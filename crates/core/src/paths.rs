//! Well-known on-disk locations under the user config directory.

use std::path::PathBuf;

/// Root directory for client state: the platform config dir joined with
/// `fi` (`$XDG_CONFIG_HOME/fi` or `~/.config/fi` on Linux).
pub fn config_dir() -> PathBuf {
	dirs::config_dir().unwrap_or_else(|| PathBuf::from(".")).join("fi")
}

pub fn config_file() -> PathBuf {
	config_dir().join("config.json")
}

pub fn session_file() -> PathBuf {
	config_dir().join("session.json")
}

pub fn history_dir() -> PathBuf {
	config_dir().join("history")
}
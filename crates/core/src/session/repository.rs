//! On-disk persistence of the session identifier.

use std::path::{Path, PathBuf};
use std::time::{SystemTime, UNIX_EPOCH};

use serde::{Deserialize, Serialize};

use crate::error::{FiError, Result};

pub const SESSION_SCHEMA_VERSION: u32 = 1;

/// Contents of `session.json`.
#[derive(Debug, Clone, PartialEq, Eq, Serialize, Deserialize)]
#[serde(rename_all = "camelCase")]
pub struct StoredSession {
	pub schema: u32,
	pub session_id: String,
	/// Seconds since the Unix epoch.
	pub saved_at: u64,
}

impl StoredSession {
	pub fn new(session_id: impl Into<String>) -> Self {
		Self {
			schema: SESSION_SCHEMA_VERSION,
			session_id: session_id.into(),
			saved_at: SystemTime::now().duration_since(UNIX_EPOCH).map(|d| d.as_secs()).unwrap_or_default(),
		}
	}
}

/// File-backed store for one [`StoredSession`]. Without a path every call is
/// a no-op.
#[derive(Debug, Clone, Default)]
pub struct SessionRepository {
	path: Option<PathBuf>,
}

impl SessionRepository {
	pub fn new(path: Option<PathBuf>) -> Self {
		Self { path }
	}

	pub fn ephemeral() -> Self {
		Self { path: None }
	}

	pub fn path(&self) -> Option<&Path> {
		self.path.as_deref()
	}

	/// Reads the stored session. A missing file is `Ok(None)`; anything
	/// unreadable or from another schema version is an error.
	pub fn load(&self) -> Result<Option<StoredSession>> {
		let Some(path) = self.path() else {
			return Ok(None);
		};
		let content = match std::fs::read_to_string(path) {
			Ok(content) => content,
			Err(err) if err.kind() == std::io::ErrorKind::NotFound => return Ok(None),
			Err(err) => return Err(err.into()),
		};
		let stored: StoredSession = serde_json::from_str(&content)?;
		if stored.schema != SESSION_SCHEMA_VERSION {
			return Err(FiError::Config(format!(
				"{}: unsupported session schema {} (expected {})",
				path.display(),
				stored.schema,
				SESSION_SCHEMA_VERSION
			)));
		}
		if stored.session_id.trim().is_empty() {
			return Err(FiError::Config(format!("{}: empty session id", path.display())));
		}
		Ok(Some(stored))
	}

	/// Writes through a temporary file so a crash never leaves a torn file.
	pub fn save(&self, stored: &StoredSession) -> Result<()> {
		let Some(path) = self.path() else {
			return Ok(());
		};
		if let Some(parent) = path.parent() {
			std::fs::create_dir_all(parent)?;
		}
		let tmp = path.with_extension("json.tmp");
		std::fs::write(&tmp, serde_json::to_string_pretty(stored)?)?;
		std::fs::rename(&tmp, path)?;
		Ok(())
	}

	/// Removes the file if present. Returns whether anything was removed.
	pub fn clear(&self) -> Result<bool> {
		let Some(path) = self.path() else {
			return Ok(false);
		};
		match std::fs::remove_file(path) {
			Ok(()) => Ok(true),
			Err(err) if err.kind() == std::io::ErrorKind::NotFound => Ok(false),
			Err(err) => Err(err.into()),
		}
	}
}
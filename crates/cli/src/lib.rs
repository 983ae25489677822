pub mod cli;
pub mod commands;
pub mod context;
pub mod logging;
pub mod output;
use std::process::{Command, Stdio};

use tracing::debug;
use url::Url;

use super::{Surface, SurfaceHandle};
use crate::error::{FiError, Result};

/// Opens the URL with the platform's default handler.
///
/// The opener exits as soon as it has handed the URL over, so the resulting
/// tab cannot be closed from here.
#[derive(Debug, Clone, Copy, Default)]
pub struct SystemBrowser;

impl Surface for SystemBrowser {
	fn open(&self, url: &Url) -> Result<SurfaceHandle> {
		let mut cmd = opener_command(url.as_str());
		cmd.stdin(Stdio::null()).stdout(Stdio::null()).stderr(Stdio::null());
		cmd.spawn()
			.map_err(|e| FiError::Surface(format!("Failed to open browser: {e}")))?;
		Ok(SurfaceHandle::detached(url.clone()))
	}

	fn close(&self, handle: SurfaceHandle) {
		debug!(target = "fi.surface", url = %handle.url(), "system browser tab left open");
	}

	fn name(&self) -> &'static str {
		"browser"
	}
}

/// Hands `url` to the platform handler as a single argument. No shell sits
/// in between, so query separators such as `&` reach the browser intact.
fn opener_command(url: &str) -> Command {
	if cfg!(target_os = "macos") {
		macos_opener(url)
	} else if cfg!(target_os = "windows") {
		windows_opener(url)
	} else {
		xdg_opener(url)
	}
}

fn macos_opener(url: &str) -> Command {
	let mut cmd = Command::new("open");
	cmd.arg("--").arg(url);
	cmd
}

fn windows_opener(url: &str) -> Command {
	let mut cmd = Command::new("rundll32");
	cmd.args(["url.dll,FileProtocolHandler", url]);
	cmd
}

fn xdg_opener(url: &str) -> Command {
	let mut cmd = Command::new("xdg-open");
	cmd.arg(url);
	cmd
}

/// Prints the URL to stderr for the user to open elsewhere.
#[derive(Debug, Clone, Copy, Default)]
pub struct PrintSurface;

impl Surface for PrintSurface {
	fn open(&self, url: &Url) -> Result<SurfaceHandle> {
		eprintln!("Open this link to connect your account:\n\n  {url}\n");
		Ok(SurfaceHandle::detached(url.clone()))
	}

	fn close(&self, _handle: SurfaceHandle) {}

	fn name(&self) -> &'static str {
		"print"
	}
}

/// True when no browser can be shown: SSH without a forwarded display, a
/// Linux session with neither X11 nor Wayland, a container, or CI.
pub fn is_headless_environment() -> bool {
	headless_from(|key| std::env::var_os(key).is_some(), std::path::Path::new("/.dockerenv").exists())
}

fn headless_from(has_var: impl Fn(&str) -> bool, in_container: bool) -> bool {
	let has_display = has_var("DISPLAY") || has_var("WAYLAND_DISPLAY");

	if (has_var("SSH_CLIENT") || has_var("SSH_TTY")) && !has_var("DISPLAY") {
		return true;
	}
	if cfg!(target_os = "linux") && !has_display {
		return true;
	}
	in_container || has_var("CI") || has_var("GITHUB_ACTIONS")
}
*****
Send back an exact copy of only the lines from the line with "Err(err) if err.kind() == std::io::ErrorKind::NotFound => return" up to and including the line with "pub fn clear(&self)" in the data above.

			Err(err) if err.kind() == std::io::ErrorKind::NotFound => return Ok(None),
			Err(err) => return Err(err.into()),
		};
		let stored: StoredSession = serde_json::from_str(&content)?;
		if stored.schema != SESSION_SCHEMA_VERSION {
			return Err(FiError::Config(format!(
				"{}: unsupported session schema {} (expected {})",
				path.display(),
				stored.schema,
				SESSION_SCHEMA_VERSION
			)));
		}
		if stored.session_id.trim().is_empty() {
			return Err(FiError::Config(format!("{}: empty session id", path.display())));
		}
		Ok(Some(stored))
	}

	/// Writes through a temporary file so a crash never leaves a torn file.
	pub fn save(&self, stored: &StoredSession) -> Result<()> {
		let Some(path) = self.path() else {
			return Ok(());
		};
		if let Some(parent) = path.parent() {
			std::fs::create_dir_all(parent)?;
		}
		let tmp = path.with_extension("json.tmp");
		std::fs::write(&tmp, serde_json::to_string_pretty(stored)?)?;
		std::fs::rename(&tmp, path)?;
		Ok(())
	}

	/// Removes the file if present. Returns whether anything was removed.
	pub fn clear(&self) -> Result<bool> {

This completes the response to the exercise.